How do you map over the values of Zip2?

Question

I have two arrays like [1, 2, 3] and ["a", "b", "c"] and I want to map over the zipped values (1, "a"), (2, "b"), and (3, "c") using Zip2.

If I do this:

let foo = map(Zip2([1, 2, 3], ["a", "b", "c"]).generate()) { $0.0 }

foo has the type ZipGenerator2<IndexingGenerator<Array<Int>>, IndexingGenerator<Array<String>>>?.

Is there a way to make that an array?

Answer 1

The following will get you an array from the return value of Zip2:

var myZip = Zip2([1, 2, 3], ["a", "b", "c"]).generate()
var myZipArray: Array<(Int, String)> = []

while let elem = myZip.next() {
    myZipArray += elem
}

println(myZipArray)    // [(1, a), (2, b), (3, c)]

-- UPDATE: EVEN BETTER! --

let myZip = Zip2([1, 2, 3], ["a", "b", "c"])
let myZipArray = Array(myZip)

println(myZipArray)    // [(1, a), (2, b), (3, c)]

-- now for fun --

I'm going to guess that we can init a new Array with anything that responds to generate() ?

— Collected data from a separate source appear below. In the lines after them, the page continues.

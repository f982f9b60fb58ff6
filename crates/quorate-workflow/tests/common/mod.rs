//! Shared fixtures for workflow integration tests

#![allow(dead_code)]

use std::collections::HashMap;
use std::sync::Arc;

use quorate_common::{ApproverKey, Proposal, Vote};
use quorate_ledger::{InMemoryStateStore, Ledger, ManualClock};
use quorate_workflow::{ApprovalRequest, ApprovalWorkflow, ProposalRequest, WorkflowConfig};
use tracing::Span;

pub const START_TIME: i64 = 1_700_000_000;

pub struct Fixture {
    pub workflow: Arc<ApprovalWorkflow>,
    pub clock: Arc<ManualClock>,
    /// Backing store, for planting raw rows
    pub store: Arc<InMemoryStateStore>,
    pub keys: HashMap<String, ApproverKey>,
}

pub fn approver(i: usize) -> String {
    format!("sa{i}")
}

impl Fixture {
    /// Workflow with `approvers` registered super admins `sa1..=saN`
    pub async fn new(approvers: usize, config: WorkflowConfig) -> Self {
        let clock = Arc::new(ManualClock::new(START_TIME));
        let store = Arc::new(InMemoryStateStore::new());
        let ledger = Ledger::new(store.clone(), clock.clone());
        let workflow = Arc::new(ApprovalWorkflow::new(ledger, config, &Span::none()).unwrap());

        let mut keys = HashMap::new();
        for i in 1..=approvers {
            let key = ApproverKey::generate();
            workflow
                .register_super_admin(&approver(i), &key.public_key_pem().unwrap())
                .await
                .unwrap();
            keys.insert(approver(i), key);
        }

        Self {
            workflow,
            clock,
            store,
            keys,
        }
    }

    pub async fn propose(&self, quorum: u32) -> Proposal {
        self.workflow
            .submit_proposal(ProposalRequest {
                message: "raise withdrawal limit to 500".into(),
                created_by: "admin-1".into(),
                quorum_number: Some(quorum),
            })
            .await
            .unwrap()
    }

    /// A correctly signed vote by `approver_id`
    pub fn signed(&self, proposal_id: &str, approver_id: &str, vote: Option<Vote>) -> ApprovalRequest {
        let signed = self.keys[approver_id].sign(format!("vote:{proposal_id}").as_bytes());
        ApprovalRequest {
            proposal_id: proposal_id.into(),
            approver_id: approver_id.into(),
            signature: signed.signature,
            message: signed.message,
            vote,
        }
    }
}
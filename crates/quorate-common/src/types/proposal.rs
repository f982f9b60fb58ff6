//! Proposal entity and lifecycle status

use serde::{Deserialize, Serialize};

use crate::error::{QuorateError, Result};

/// Lifecycle status of a proposal
///
/// ```text
/// Pending ──► Approved ──► Committed
///    │           │
///    └──► Rejected ◄┘
/// ```
#[derive(Debug, Clone, Copy, PartialEq, Eq, Hash, Serialize, Deserialize)]
pub enum ProposalStatus {
    Pending,
    Approved,
    Rejected,
    Committed,
}

impl ProposalStatus {
    pub fn as_str(&self) -> &'static str {
        match self {
            ProposalStatus::Pending => "Pending",
            ProposalStatus::Approved => "Approved",
            ProposalStatus::Rejected => "Rejected",
            ProposalStatus::Committed => "Committed",
        }
    }

    /// No transition leaves a terminal status
    pub fn is_terminal(&self) -> bool {
        matches!(self, ProposalStatus::Rejected | ProposalStatus::Committed)
    }

    /// Still collecting votes or awaiting commit
    pub fn is_open(&self) -> bool {
        !self.is_terminal()
    }

    /// Forward-only transition check. Staying in place is allowed so that
    /// re-stamping a status (re-commit, repeated veto) is not an error.
    pub fn can_transition_to(&self, next: ProposalStatus) -> bool {
        use ProposalStatus::*;
        matches!(
            (*self, next),
            (Pending, Approved)
                | (Pending, Rejected)
                | (Approved, Rejected)
                | (Approved, Committed)
        ) || *self == next
    }
}

impl std::fmt::Display for ProposalStatus {
    fn fmt(&self, f: &mut std::fmt::Formatter<'_>) -> std::fmt::Result {
        f.write_str(self.as_str())
    }
}

impl std::str::FromStr for ProposalStatus {
    type Err = QuorateError;

    fn from_str(s: &str) -> Result<Self> {
        match s {
            "Pending" => Ok(ProposalStatus::Pending),
            "Approved" => Ok(ProposalStatus::Approved),
            "Rejected" => Ok(ProposalStatus::Rejected),
            "Committed" => Ok(ProposalStatus::Committed),
            other => Err(QuorateError::invalid(format!(
                "unknown proposal status: {other}"
            ))),
        }
    }
}

/// A payload put to a vote
#[derive(Debug, Clone, PartialEq, Eq, Serialize, Deserialize)]
#[serde(rename_all = "camelCase")]
pub struct Proposal {
    /// Assigned from the creating transaction, immutable
    pub id: String,
    /// Opaque payload, never interpreted
    pub message: String,
    pub created_by: String,
    pub status: ProposalStatus,
    /// Distinct approving votes required
    pub quorum_number: u32,
    /// Unix seconds
    pub created_at: i64,
    /// Unix seconds
    pub updated_at: i64,
}

impl Proposal {
    pub fn new(
        id: impl Into<String>,
        message: impl Into<String>,
        created_by: impl Into<String>,
        quorum_number: u32,
        timestamp: i64,
    ) -> Self {
        Self {
            id: id.into(),
            message: message.into(),
            created_by: created_by.into(),
            status: ProposalStatus::Pending,
            quorum_number,
            created_at: timestamp,
            updated_at: timestamp,
        }
    }

    /// Move to `next`, stamping `updated_at`. Backward moves are refused.
    pub fn transition(&mut self, next: ProposalStatus, at: i64) -> Result<()> {
        if !self.status.can_transition_to(next) {
            return Err(QuorateError::invalid(format!(
                "illegal transition {} -> {} for proposal {}",
                self.status, next, self.id
            )));
        }
        self.status = next;
        self.updated_at = at;
        Ok(())
    }
}

/// Administrative partial update of a proposal
///
/// Absent fields are left untouched. `status` is applied by the state
/// machine, which enforces the transition rules; [`ProposalPatch::apply_fields`]
/// never touches it.
#[derive(Debug, Clone, Default, PartialEq, Eq, Serialize, Deserialize)]
#[serde(rename_all = "camelCase", deny_unknown_fields)]
pub struct ProposalPatch {
    #[serde(default, skip_serializing_if = "Option::is_none")]
    pub message: Option<String>,
    #[serde(default, skip_serializing_if = "Option::is_none")]
    pub created_by: Option<String>,
    #[serde(default, skip_serializing_if = "Option::is_none")]
    pub quorum_number: Option<u32>,
    #[serde(default, skip_serializing_if = "Option::is_none")]
    pub status: Option<ProposalStatus>,
}

impl ProposalPatch {
    pub fn is_empty(&self) -> bool {
        self.message.is_none()
            && self.created_by.is_none()
            && self.quorum_number.is_none()
            && self.status.is_none()
    }

    pub fn with_message(mut self, message: impl Into<String>) -> Self {
        self.message = Some(message.into());
        self
    }

    pub fn with_created_by(mut self, created_by: impl Into<String>) -> Self {
        self.created_by = Some(created_by.into());
        self
    }

    pub fn with_quorum_number(mut self, quorum_number: u32) -> Self {
        self.quorum_number = Some(quorum_number);
        self
    }

    pub fn with_status(mut self, status: ProposalStatus) -> Self {
        self.status = Some(status);
        self
    }

    /// Overwrite every present non-status field
    pub fn apply_fields(&self, proposal: &mut Proposal) {
        if let Some(message) = &self.message {
            proposal.message = message.clone();
        }
        if let Some(created_by) = &self.created_by {
            proposal.created_by = created_by.clone();
        }
        if let Some(quorum_number) = self.quorum_number {
            proposal.quorum_number = quorum_number;
        }
    }
}

#[cfg(test)]
mod tests {
    use super::*;

    #[test]
    fn test_forward_transitions() {
        use ProposalStatus::*;
        assert!(Pending.can_transition_to(Approved));
        assert!(Pending.can_transition_to(Rejected));
        assert!(Approved.can_transition_to(Rejected));
        assert!(Approved.can_transition_to(Committed));
        assert!(Committed.can_transition_to(Committed));

        assert!(!Pending.can_transition_to(Committed));
        assert!(!Approved.can_transition_to(Pending));
        assert!(!Rejected.can_transition_to(Approved));
        assert!(!Committed.can_transition_to(Rejected));
    }

    #[test]
    fn test_transition_stamps_updated_at() {
        let mut proposal = Proposal::new("p1", "payload", "admin-1", 2, 100);
        proposal.transition(ProposalStatus::Approved, 150).unwrap();
        assert_eq!(proposal.status, ProposalStatus::Approved);
        assert_eq!(proposal.updated_at, 150);
        assert_eq!(proposal.created_at, 100);

        let err = proposal.transition(ProposalStatus::Pending, 160).unwrap_err();
        assert!(err.to_string().contains("illegal transition"));
        assert_eq!(proposal.updated_at, 150);
    }

    #[test]
    fn test_json_shape() {
        let proposal = Proposal::new("p1", "payload", "admin-1", 3, 7);
        let json = serde_json::to_value(&proposal).unwrap();
        assert_eq!(json["createdBy"], "admin-1");
        assert_eq!(json["quorumNumber"], 3);
        assert_eq!(json["status"], "Pending");
    }

    #[test]
    fn test_patch_leaves_absent_fields() {
        let mut proposal = Proposal::new("p1", "payload", "admin-1", 3, 7);
        ProposalPatch::default()
            .with_message("revised")
            .apply_fields(&mut proposal);
        assert_eq!(proposal.message, "revised");
        assert_eq!(proposal.created_by, "admin-1");
        assert_eq!(proposal.quorum_number, 3);
    }

    #[test]
    fn test_patch_rejects_unknown_fields() {
        let parsed: std::result::Result<ProposalPatch, _> =
            serde_json::from_str(r#"{"message":"m","id":"other"}"#);
        assert!(parsed.is_err());
        let patch: ProposalPatch = serde_json::from_str(r#"{"quorumNumber":4}"#).unwrap();
        assert_eq!(patch.quorum_number, Some(4));
    }

    #[test]
    fn test_status_from_str() {
        assert_eq!("Committed".parse::<ProposalStatus>().unwrap(), ProposalStatus::Committed);
        assert!("done".parse::<ProposalStatus>().is_err());
    }
}
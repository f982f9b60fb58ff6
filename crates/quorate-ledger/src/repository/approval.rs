//! Approval table
//!
//! Keyed by `Approval/{proposal_id}/{approver_id}` so that the uniqueness
//! check is a point read and counting a proposal's votes is a range scan.

use async_trait::async_trait;
use quorate_common::{Approval, QuorateError, Result};
use tracing::debug;

use super::{decode, decode_all, decode_page, encode, require_id};
use crate::key::create_composite_key;
use crate::query::{Page, Selector};
use crate::tx::TxContext;
use crate::APPROVAL_TABLE;

#[async_trait]
pub trait ApprovalRepository: Send + Sync {
    async fn get(
        &self,
        tx: &mut TxContext,
        proposal_id: &str,
        approver_id: &str,
    ) -> Result<Option<Approval>>;

    /// Presence check that never decodes the stored record
    async fn exists(&self, tx: &mut TxContext, proposal_id: &str, approver_id: &str)
        -> Result<bool>;

    async fn insert(&self, tx: &mut TxContext, approval: &Approval) -> Result<()>;

    async fn update(&self, tx: &mut TxContext, approval: &Approval) -> Result<()>;

    /// All approvals of one proposal; the scan is revalidated at commit
    async fn for_proposal(&self, tx: &mut TxContext, proposal_id: &str) -> Result<Vec<Approval>>;

    async fn by_approver(&self, tx: &mut TxContext, approver_id: &str) -> Result<Vec<Approval>>;

    async fn find_by_id(&self, tx: &mut TxContext, approval_id: &str) -> Result<Option<Approval>>;

    async fn list_page(
        &self,
        tx: &mut TxContext,
        page_size: usize,
        bookmark: &str,
    ) -> Result<Page<Approval>>;
}

#[derive(Debug, Clone, Copy, Default)]
pub struct LedgerApprovalRepository;

impl LedgerApprovalRepository {
    pub fn key(proposal_id: &str, approver_id: &str) -> Result<String> {
        require_id("proposal id", proposal_id)?;
        require_id("approver id", approver_id)?;
        create_composite_key(APPROVAL_TABLE, &[proposal_id, approver_id])
    }
}

#[async_trait]
impl ApprovalRepository for LedgerApprovalRepository {
    async fn get(
        &self,
        tx: &mut TxContext,
        proposal_id: &str,
        approver_id: &str,
    ) -> Result<Option<Approval>> {
        let key = Self::key(proposal_id, approver_id)?;
        match tx.get_state(&key).await? {
            Some(bytes) => Ok(Some(decode(&key, &bytes)?)),
            None => Ok(None),
        }
    }

    async fn exists(
        &self,
        tx: &mut TxContext,
        proposal_id: &str,
        approver_id: &str,
    ) -> Result<bool> {
        let key = Self::key(proposal_id, approver_id)?;
        Ok(tx.get_state(&key).await?.is_some())
    }

    async fn insert(&self, tx: &mut TxContext, approval: &Approval) -> Result<()> {
        let key = Self::key(&approval.proposal_id, &approval.approver_id)?;
        if tx.get_state(&key).await?.is_some() {
            return Err(QuorateError::DuplicateApproval {
                proposal_id: approval.proposal_id.clone(),
                approver_id: approval.approver_id.clone(),
            });
        }
        tx.put_state(&key, encode(approval)?)?;
        debug!(
            proposal_id = %approval.proposal_id,
            approver_id = %approval.approver_id,
            "Approval staged for insert"
        );
        Ok(())
    }

    async fn update(&self, tx: &mut TxContext, approval: &Approval) -> Result<()> {
        let key = Self::key(&approval.proposal_id, &approval.approver_id)?;
        tx.put_state(&key, encode(approval)?)
    }

    async fn for_proposal(&self, tx: &mut TxContext, proposal_id: &str) -> Result<Vec<Approval>> {
        require_id("proposal id", proposal_id)?;
        let rows = tx
            .get_state_by_partial_composite_key(APPROVAL_TABLE, &[proposal_id])
            .await?;
        decode_all(rows)
    }

    async fn by_approver(&self, tx: &mut TxContext, approver_id: &str) -> Result<Vec<Approval>> {
        require_id("approver id", approver_id)?;
        let selector = Selector::table(APPROVAL_TABLE).eq("approverId", approver_id);
        decode_all(tx.get_query_result(&selector).await?)
    }

    async fn find_by_id(&self, tx: &mut TxContext, approval_id: &str) -> Result<Option<Approval>> {
        require_id("approval id", approval_id)?;
        let selector = Selector::table(APPROVAL_TABLE).eq("id", approval_id);
        let approvals: Vec<Approval> = decode_all(tx.get_query_result(&selector).await?)?;
        Ok(approvals.into_iter().next())
    }

    async fn list_page(
        &self,
        tx: &mut TxContext,
        page_size: usize,
        bookmark: &str,
    ) -> Result<Page<Approval>> {
        let selector = Selector::table(APPROVAL_TABLE);
        let (rows, metadata) = tx
            .get_query_result_with_pagination(&selector, page_size, bookmark)
            .await?;
        Ok(decode_page(rows, metadata))
    }
}
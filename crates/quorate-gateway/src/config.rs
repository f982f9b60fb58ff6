//! Gateway configuration

use anyhow::{Context, Result};
use config::{Config, Environment, File};
use quorate_workflow::WorkflowConfig;
use serde::{Deserialize, Serialize};

/// Gateway service configuration
///
/// Layered lowest to highest: built-in defaults, an optional `quorate.toml`
/// (or any format `config` understands) in the working directory, then
/// `QUORATE_*` environment variables. Nested keys use a double underscore,
/// e.g. `QUORATE_WORKFLOW__APPROVAL_MODE=legacy`. A bare `PORT` wins over
/// everything.
#[derive(Debug, Clone, PartialEq, Serialize, Deserialize)]
#[serde(default)]
pub struct GatewayConfig {
    /// Service host
    pub host: String,
    /// Service port
    pub port: u16,
    /// Emit logs as JSON lines
    pub json_logs: bool,
    pub workflow: WorkflowConfig,
}

impl Default for GatewayConfig {
    fn default() -> Self {
        Self {
            host: "0.0.0.0".to_string(),
            port: 8080,
            json_logs: false,
            workflow: WorkflowConfig::default(),
        }
    }
}

impl GatewayConfig {
    /// Load configuration from `.env`, files and environment
    pub fn load() -> Result<Self> {
        let _ = dotenvy::dotenv();
        Self::from_sources(File::with_name("quorate").required(false))
    }

    /// Defaults overlaid with `file` and the environment
    pub fn from_sources<S>(file: S) -> Result<Self>
    where
        S: config::Source + Send + Sync + 'static,
    {
        let defaults = Config::try_from(&Self::default()).context("encoding defaults")?;

        let mut cfg: Self = Config::builder()
            .add_source(defaults)
            .add_source(file)
            .add_source(
                Environment::with_prefix("QUORATE")
                    .prefix_separator("_")
                    .separator("__")
                    .try_parsing(true),
            )
            .build()
            .context("reading configuration")?
            .try_deserialize()
            .context("decoding configuration")?;

        // Platform-assigned port takes priority
        if let Ok(port) = std::env::var("PORT") {
            cfg.port = port.parse().context("PORT is not a valid port number")?;
        }

        cfg.workflow.validate()?;
        Ok(cfg)
    }

    pub fn bind_addr(&self) -> String {
        format!("{}:{}", self.host, self.port)
    }
}
//! ECDSA P-256 signature verification
//!
//! Approvals carry a base64 ASN.1 DER signature over base64-encoded message
//! bytes. The message is hashed with SHA-256 and the signature is checked
//! against the approver's PEM (SubjectPublicKeyInfo) public key.

use base64::{engine::general_purpose::STANDARD, Engine as _};
use p256::ecdsa::signature::hazmat::PrehashVerifier;
use p256::ecdsa::signature::Signer;
use p256::ecdsa::{Signature, SigningKey, VerifyingKey};
use p256::pkcs8::{DecodePublicKey, EncodePublicKey, LineEnding};
use sha2::{Digest, Sha256};
use thiserror::Error;

/// Why a signature could not be accepted
#[derive(Debug, Clone, PartialEq, Eq, Error)]
pub enum VerifyError {
    #[error("invalid input: {0}")]
    InvalidInput(String),

    #[error("no identity registered for approver {0}")]
    IdentityNotFound(String),

    #[error("public key could not be decoded: {0}")]
    KeyDecode(String),

    #[error("base64 decoding failed: {0}")]
    Encoding(String),

    #[error("signature does not verify: {0}")]
    SignatureInvalid(String),
}

/// Parse a PEM SubjectPublicKeyInfo P-256 key
pub fn decode_public_key(public_key_pem: &str) -> Result<VerifyingKey, VerifyError> {
    VerifyingKey::from_public_key_pem(public_key_pem.trim())
        .map_err(|e| VerifyError::KeyDecode(e.to_string()))
}

/// Verify `signature_b64` over the bytes encoded in `message_b64`
pub fn verify_signature(
    public_key_pem: &str,
    signature_b64: &str,
    message_b64: &str,
) -> Result<(), VerifyError> {
    if signature_b64.is_empty() {
        return Err(VerifyError::InvalidInput("signature is empty".into()));
    }

    let key = decode_public_key(public_key_pem)?;

    let signature_der = STANDARD
        .decode(signature_b64)
        .map_err(|e| VerifyError::Encoding(format!("signature: {e}")))?;
    let message = STANDARD
        .decode(message_b64)
        .map_err(|e| VerifyError::Encoding(format!("message: {e}")))?;

    let signature = Signature::from_der(&signature_der)
        .map_err(|e| VerifyError::SignatureInvalid(format!("malformed DER: {e}")))?;
    // High-S signatures are valid ECDSA; verify their low-S twin
    let signature = signature.normalize_s().unwrap_or(signature);

    let digest = Sha256::digest(&message);
    key.verify_prehash(&digest, &signature)
        .map_err(|_| VerifyError::SignatureInvalid("digest mismatch".into()))
}

/// Signed payload ready for submission
#[derive(Debug, Clone, PartialEq, Eq)]
pub struct SignedMessage {
    pub signature: String,
    pub message: String,
}

/// Client-side P-256 key for producing approvals
pub struct ApproverKey {
    signing_key: SigningKey,
}

impl ApproverKey {
    pub fn generate() -> Self {
        Self {
            signing_key: SigningKey::random(&mut rand::rngs::OsRng),
        }
    }

    pub fn from_signing_key(signing_key: SigningKey) -> Self {
        Self { signing_key }
    }

    pub fn public_key_pem(&self) -> p256::pkcs8::spki::Result<String> {
        self.signing_key
            .verifying_key()
            .to_public_key_pem(LineEnding::LF)
    }

    /// SHA-256 + ECDSA over `message`, both returned base64-encoded
    pub fn sign(&self, message: &[u8]) -> SignedMessage {
        let signature: Signature = self.signing_key.sign(message);
        SignedMessage {
            signature: STANDARD.encode(signature.to_der().as_bytes()),
            message: STANDARD.encode(message),
        }
    }
}

impl std::fmt::Debug for ApproverKey {
    fn fmt(&self, f: &mut std::fmt::Formatter<'_>) -> std::fmt::Result {
        f.debug_struct("ApproverKey").finish_non_exhaustive()
    }
}

#[cfg(test)]
mod tests {
    use super::*;

    fn flip_bit(b64: &str, byte: usize, bit: u8) -> String {
        let mut raw = STANDARD.decode(b64).unwrap();
        let idx = byte % raw.len();
        raw[idx] ^= 1 << bit;
        STANDARD.encode(raw)
    }

    #[test]
    fn test_valid_signature_verifies() {
        let key = ApproverKey::generate();
        let pem = key.public_key_pem().unwrap();
        let signed = key.sign(b"approve proposal 7");

        assert!(verify_signature(&pem, &signed.signature, &signed.message).is_ok());
    }

    #[test]
    fn test_wrong_key_fails() {
        let signer = ApproverKey::generate();
        let other = ApproverKey::generate();
        let signed = signer.sign(b"payload");

        let err = verify_signature(
            &other.public_key_pem().unwrap(),
            &signed.signature,
            &signed.message,
        )
        .unwrap_err();
        assert!(matches!(err, VerifyError::SignatureInvalid(_)));
    }

    #[test]
    fn test_message_bit_flip_fails() {
        let key = ApproverKey::generate();
        let pem = key.public_key_pem().unwrap();
        let signed = key.sign(b"transfer 100 units to treasury");

        for byte in [0usize, 5, 17] {
            for bit in [0u8, 3, 7] {
                let tampered = flip_bit(&signed.message, byte, bit);
                let err = verify_signature(&pem, &signed.signature, &tampered).unwrap_err();
                assert!(matches!(err, VerifyError::SignatureInvalid(_)));
            }
        }
    }

    #[test]
    fn test_signature_bit_flip_fails() {
        let key = ApproverKey::generate();
        let pem = key.public_key_pem().unwrap();
        let signed = key.sign(b"payload");
        let len = STANDARD.decode(&signed.signature).unwrap().len();

        for byte in 0..len {
            let tampered = flip_bit(&signed.signature, byte, (byte % 8) as u8);
            let err = verify_signature(&pem, &tampered, &signed.message).unwrap_err();
            assert!(matches!(err, VerifyError::SignatureInvalid(_)));
        }
    }

    #[test]
    fn test_bad_encodings() {
        let key = ApproverKey::generate();
        let pem = key.public_key_pem().unwrap();
        let signed = key.sign(b"payload");

        let err = verify_signature(&pem, "%%%not-base64", &signed.message).unwrap_err();
        assert!(matches!(err, VerifyError::Encoding(_)));

        let err = verify_signature(&pem, &signed.signature, "***").unwrap_err();
        assert!(matches!(err, VerifyError::Encoding(_)));

        let err = verify_signature(&pem, "", &signed.message).unwrap_err();
        assert!(matches!(err, VerifyError::InvalidInput(_)));
    }

    #[test]
    fn test_bad_key() {
        let key = ApproverKey::generate();
        let signed = key.sign(b"payload");

        let err = verify_signature("not a pem", &signed.signature, &signed.message).unwrap_err();
        assert!(matches!(err, VerifyError::KeyDecode(_)));
        assert!(decode_public_key(&key.public_key_pem().unwrap()).is_ok());
    }
}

println(Array("abcde"))  // [a, b, c, d, e]

Answer 2

Assume that vals is the result of Zip2, which I'll presume is an array of two tuples. Like this:

let vals = [(1, "a"), (2, "b"), (3, "c")]

With that, just invoke the map() method on an array.

vals.map { $0.0 }

For example:

> vals.map { $0.1 }
$R16: String[] = size=3 {
  [0] = "a"
  [1] = "b"
  [2] = "c"
}